3. Your spouse’s payments could affect your finances
If you co-sign a private graduate school loan or refinancing loan, you’re legally responsible for repaying it if he or she can’t. The loan will also appear on both of your credit reports, where it could impact your ability to take on new credit or debt, such as a mortgage.
If your spouse takes out a student loan during your marriage, but can't make payments and defaults, creditors in some states can go after both of your wages and assets — or, if you file jointly, your tax refund. The federal government will also go after your tax refund for loans taken out after marriage that default.
4. Your spouse may chip in on payments
If you and your partner decide to help each other repay your loans, consider creating a written agreement outlining the terms. It’s not an official document unless you have it drawn up by a lawyer, but it could help you avoid arguments in the future, especially in case of a divorce if one spouse depends on the other for financial help.
But remember: “The other spouse may agree to pay on the loans of his or her spouse, but the federal government doesn’t care about that because the loans remain only in the borrower's name,” says Adam Minsky, a Boston-based lawyer specializing in student loans.
5. You may be responsible for debt after divorce
Debt you bring into a marriage typically remains your own, but loans taken out while married can be subject to state property rules in divorce. And if one spouse co-signs the other’s private student loan, he or she is legally bound to the loan unless you can obtain a co-signer release from the lender.

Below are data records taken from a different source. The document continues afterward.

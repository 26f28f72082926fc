use futures::FutureExt;
use graft_shared::{
    Change, ChangeEffects, Coordinator, EntityError, EntityId, Graph, GraphContext,
    SyncError, SyncHandler,
};
use serde_json::{json, Value};

// Handler with nothing to load and nowhere to send
struct Isolated;

impl SyncHandler for Isolated {
    fn load(&mut self, _ctx: &GraphContext, _id: &EntityId) -> Result<Option<Value>, SyncError> {
        Ok(None)
    }

    fn propagate(&mut self, _graph: &Graph, _change: &Change) -> Result<(), SyncError> {
        Ok(())
    }

    fn persist(
        &mut self,
        _graph: &Graph,
        _ctx: &GraphContext,
        _change: &Change,
        _effects: &ChangeEffects,
    ) -> Result<(), SyncError> {
        Ok(())
    }
}

fn coordinator() -> Coordinator {
    let _ = env_logger::try_init();
    let mut ctx = GraphContext::default();
    ctx.add_schema(json!({
        "$id": "Ticker",
        "allOf": [{ "$ref": "Plugin" }],
        "properties": {
            "history": { "type": "array", "items": { "type": "string" } }
        },
        "required": ["history"]
    }))
    .unwrap();
    let mut root = ctx.synthesize("Root", None, None, "").unwrap();
    root["screen"]["displays"] = json!({
        "Display-1": {
            "id": "Display-1", "parentId": "Screen", "parentProperty": "displays",
            "className": "Display", "width": 1920, "height": 1080,
            "browsers": {
                "Browser-1": {
                    "id": "Browser-1", "parentId": "Display-1", "parentProperty": "browsers",
                    "className": "Browser", "x": 0.25,
                    "plugins": {
                        "Plugin-1": {
                            "id": "Plugin-1", "parentId": "Browser-1",
                            "parentProperty": "plugins", "className": "Ticker",
                            "history": ["a", "b", "c"]
                        }
                    }
                }
            }
        }
    });
    let mut coordinator = Coordinator::new(ctx);
    coordinator.insert_record(root).unwrap();
    coordinator
}

fn id(value: &str) -> EntityId {
    EntityId::new(value)
}

#[test]
fn test_remote_change_for_unknown_target() {
    let mut coordinator = coordinator();
    let change = Change::item_update(&id("Browser-2"), "x", json!(0.5));

    let result = coordinator.apply_remote(&mut Isolated, &change);

    match result {
        Err(SyncError::MissingTarget { id }) => {
            assert_eq!(id, "Browser-2");
        }
        _ => panic!("Expected MissingTarget error"),
    }
}

#[test]
fn test_header_fields_are_immutable() {
    let mut coordinator = coordinator();
    let result = coordinator.set(&mut Isolated, &id("Browser-1"), "className", json!("Display"));

    assert!(matches!(result, Err(SyncError::ImmutableField { .. })));
    assert_eq!(
        coordinator.entity(&id("Browser-1")).unwrap().class_name(),
        "Browser"
    );
}

#[test]
fn test_invalid_scalar_is_rejected() {
    let mut coordinator = coordinator();
    let result = coordinator.set(&mut Isolated, &id("Browser-1"), "x", json!(4));

    match result {
        Err(SyncError::Entity(EntityError::Validation { errors, .. })) => {
            assert_eq!(errors[0].path, "/x");
            assert_eq!(errors[0].keyword, "maximum");
        }
        other => panic!("Expected Validation error, got {:?}", other),
    }
    assert_eq!(
        coordinator.entity(&id("Browser-1")).unwrap().value("x"),
        Some(&json!(0.25))
    );
}

#[test]
fn test_container_operation_on_a_scalar() {
    let mut coordinator = coordinator();
    let result = coordinator.container_remove(&mut Isolated, &id("Browser-1"), "x", &id("Plugin-1"));

    assert!(matches!(
        result,
        Err(SyncError::Entity(EntityError::WrongPropertyKind { .. }))
    ));
}

#[test]
fn test_container_delete_of_missing_key() {
    let mut coordinator = coordinator();
    let result =
        coordinator.container_remove(&mut Isolated, &id("Browser-1"), "plugins", &id("Plugin-9"));

    match result {
        Err(SyncError::Entity(EntityError::ContainerKeyNotFound { key, .. })) => {
            assert_eq!(key, "Plugin-9");
        }
        _ => panic!("Expected ContainerKeyNotFound error"),
    }
}

#[test]
fn test_list_update_out_of_bounds() {
    let mut coordinator = coordinator();
    let result = coordinator.list_update(&mut Isolated, &id("Plugin-1"), "history", 3, json!("d"));

    match result {
        Err(SyncError::Entity(EntityError::ListIndexOutOfBounds { index, len })) => {
            assert_eq!(index, 3);
            assert_eq!(len, 3);
        }
        _ => panic!("Expected ListIndexOutOfBounds error"),
    }
}

#[test]
fn test_list_splice_past_the_end() {
    let mut coordinator = coordinator();
    let result =
        coordinator.list_splice(&mut Isolated, &id("Plugin-1"), "history", 4, 0, vec![json!("d")]);

    assert!(matches!(
        result,
        Err(SyncError::Entity(EntityError::ListIndexOutOfBounds { .. }))
    ));
}

#[test]
fn test_list_splice_applies() {
    let mut coordinator = coordinator();
    coordinator
        .list_splice(
            &mut Isolated,
            &id("Plugin-1"),
            "history",
            1,
            1,
            vec![json!("x"), json!("y")],
        )
        .unwrap();

    assert_eq!(
        coordinator.graph().property_value(&id("Plugin-1"), "history"),
        Some(json!(["a", "x", "y", "c"]))
    );
}

#[test]
fn test_duplicate_id_is_rejected() {
    let mut coordinator = coordinator();
    let record = json!({
        "id": "Display-2", "className": "Display",
        "browsers": { "Browser-1": { "id": "Browser-1", "className": "Browser" } }
    });

    let result = coordinator.container_insert(&mut Isolated, &id("Screen"), "displays", record);

    match result {
        Err(SyncError::Entity(EntityError::DuplicateId { id })) => {
            assert_eq!(id, "Browser-1");
        }
        _ => panic!("Expected DuplicateId error"),
    }
    assert!(coordinator.entity(&id("Display-2")).is_none());
    assert!(!coordinator.context().factory.is_live(&id("Display-2")));
}

#[test]
fn test_wrong_class_in_container() {
    let mut coordinator = coordinator();
    let record = json!({ "id": "Display-2", "className": "Display" });

    let result = coordinator.container_insert(&mut Isolated, &id("Browser-1"), "plugins", record);

    assert!(result.is_err());
    assert!(coordinator.entity(&id("Display-2")).is_none());
}

#[test]
fn test_root_cannot_be_deleted() {
    let mut coordinator = coordinator();
    let result = coordinator.delete_entity(&mut Isolated, &id("Root"));

    assert!(matches!(result, Err(SyncError::RootDeletion { .. })));
}

#[test]
fn test_fetch_of_unavailable_entity() {
    let mut coordinator = coordinator();
    coordinator
        .container_insert_unloaded(&mut Isolated, &id("Screen"), "displays", &id("Display-9"))
        .unwrap();

    let future = coordinator.get_entity(&id("Root"), -1);
    assert_eq!(coordinator.process_fetches(&mut Isolated), 1);

    match future.now_or_never() {
        Some(Err(SyncError::Unavailable { id })) => {
            assert_eq!(id, "Display-9");
        }
        _ => panic!("Expected Unavailable error"),
    }
}

#[test]
fn test_fetch_status_defaults_to_load() {
    let mut handler = Isolated;
    let ctx = GraphContext::default();

    assert!(matches!(
        handler.fetch(&ctx, &id("Root")),
        Err(SyncError::Unavailable { .. })
    ));
}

To avoid post-divorce legal squabbles over student debt, couples can create a prenuptial or postnuptial agreement. But these agreements have limitations.
“Too often people think it will get them out of paying the debt and it’s not going to do that,” Minsky says. “But if the couple is concerned about a worst-case scenario and have agreed to do something in private that differs from the student loan agreement, then putting that in writing would be possibly really important down the line.”